Category 1 – Customer Data
Category 2 – Compliance
Category 3 – Legal
Category 4 – Service Continuity
Category 5 – Finance
Category n – Security

Once all the Categories have been identified then the material should be further sub-divided into Sub-categories. I would suggest that these three drill-downs are sufficient to hold all the information in Layer 1. The Sub-categories will contain all the specific document and data sets that relate to a particular Category and this can be assigned by client or customer type or by any other specific grouping.

This hierarchy is not meant to be in any way prescriptive, just examples on the concept of Categories and Sub-categories.

Example ‘Hot Spots’

I’ve identified four possible ‘hot spots’ based on personal observations of real life events and these are shown in Figure 4. Clearly, there will be others depending on the set-up of a particular ITSM organisation and the types of client it supports.

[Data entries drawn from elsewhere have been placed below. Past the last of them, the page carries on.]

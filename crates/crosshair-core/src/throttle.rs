// File: crates/crosshair-core/src/throttle.rs
// Summary: Leading-edge throttle: the first call in a window passes, the rest are dropped.

use std::time::{Duration, Instant};

#[derive(Clone, Debug)]
pub struct Throttle {
    window: Duration,
    opened: Option<Instant>,
}

impl Throttle {
    pub fn new(window: Duration) -> Self {
        Self { window, opened: None }
    }

    pub fn admit(&mut self) -> bool {
        self.admit_at(Instant::now())
    }

    /// Returns true if no call was admitted within `window` before `now`.
    pub fn admit_at(&mut self, now: Instant) -> bool {
        match self.opened {
            Some(t) if now.saturating_duration_since(t) < self.window => false,
            _ => {
                self.opened = Some(now);
                true
            }
        }
    }

    /// Whether a window is currently open at `now`.
    pub fn pending_at(&self, now: Instant) -> bool {
        self.opened.is_some_and(|t| now.saturating_duration_since(t) < self.window)
    }
}
// File: crates/crosshair-core/src/interaction.rs
// Summary: Interaction items (host hits and interpolated points) and the interpolating interaction mode.

use tracing::trace;

use crate::geometry::Point;
use crate::host::ChartHost;
use crate::interpolate::{interpolate_to_pixel, DataPoint, InterpolationInput};

/// Element under the pointer: either a real sample found by the host's
/// hit-test or a point synthesised by interpolation.
#[derive(Clone, Copy, Debug, PartialEq)]
pub enum ElementRef {
    Hit { index: usize, position: Point, value: DataPoint },
    Interpolated { position: Point, value: DataPoint },
}

impl ElementRef {
    /// Pixel anchor used for drawing and tooltip placement.
    pub fn position(&self) -> Point {
        match *self {
            ElementRef::Hit { position, .. } | ElementRef::Interpolated { position, .. } => position,
        }
    }

    pub fn value(&self) -> DataPoint {
        match *self {
            ElementRef::Hit { value, .. } | ElementRef::Interpolated { value, .. } => value,
        }
    }

    pub fn is_interpolated(&self) -> bool { matches!(self, ElementRef::Interpolated { .. }) }
}

#[derive(Clone, Copy, Debug, PartialEq)]
pub struct InteractionItem {
    pub dataset_index: usize,
    pub element: ElementRef,
}

/// Interaction mode: interpolated items for every visible dataset that opts
/// in, followed by the host's nearest-x items of the datasets that do not.
pub fn interpolate_mode(chart: &dyn ChartHost, pointer: Point) -> Vec<InteractionItem> {
    let mut items = Vec::new();
    let datasets = chart.datasets();

    if let (Some(xs), Some(ys)) = (chart.x_scale(), chart.y_scale()) {
        for (dataset_index, dataset) in datasets.iter().enumerate() {
            if !dataset.interpolate || dataset.hidden {
                continue;
            }
            let input = InterpolationInput::for_dataset(xs, ys, dataset, pointer.x);
            match interpolate_to_pixel(&input) {
                Ok((out, y_px)) => items.push(InteractionItem {
                    dataset_index,
                    element: ElementRef::Interpolated {
                        position: Point::new(pointer.x, y_px),
                        value: DataPoint::new(out.x, out.y),
                    },
                }),
                Err(reason) => trace!(dataset_index, %reason, "skipping dataset"),
            }
        }
    }

    items.extend(
        chart
            .nearest_x_items(pointer)
            .into_iter()
            .filter(|item| datasets.get(item.dataset_index).map_or(true, |d| !d.interpolate)),
    );
    items
}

The figure is based on a simplified ITSM organisation that could be either a MSP dedicated to external clients, or an ITSM organisation providing IT services to an internal client. The IT Operations can be either internal or external hosting with or without applications support. For the purpose of this guide it is assumed that the IT Operations is in-house and provides hosting, communications and applications support – within an overall governance framework.

There are four example ‘hot ‘spots’ shown in Figure 4.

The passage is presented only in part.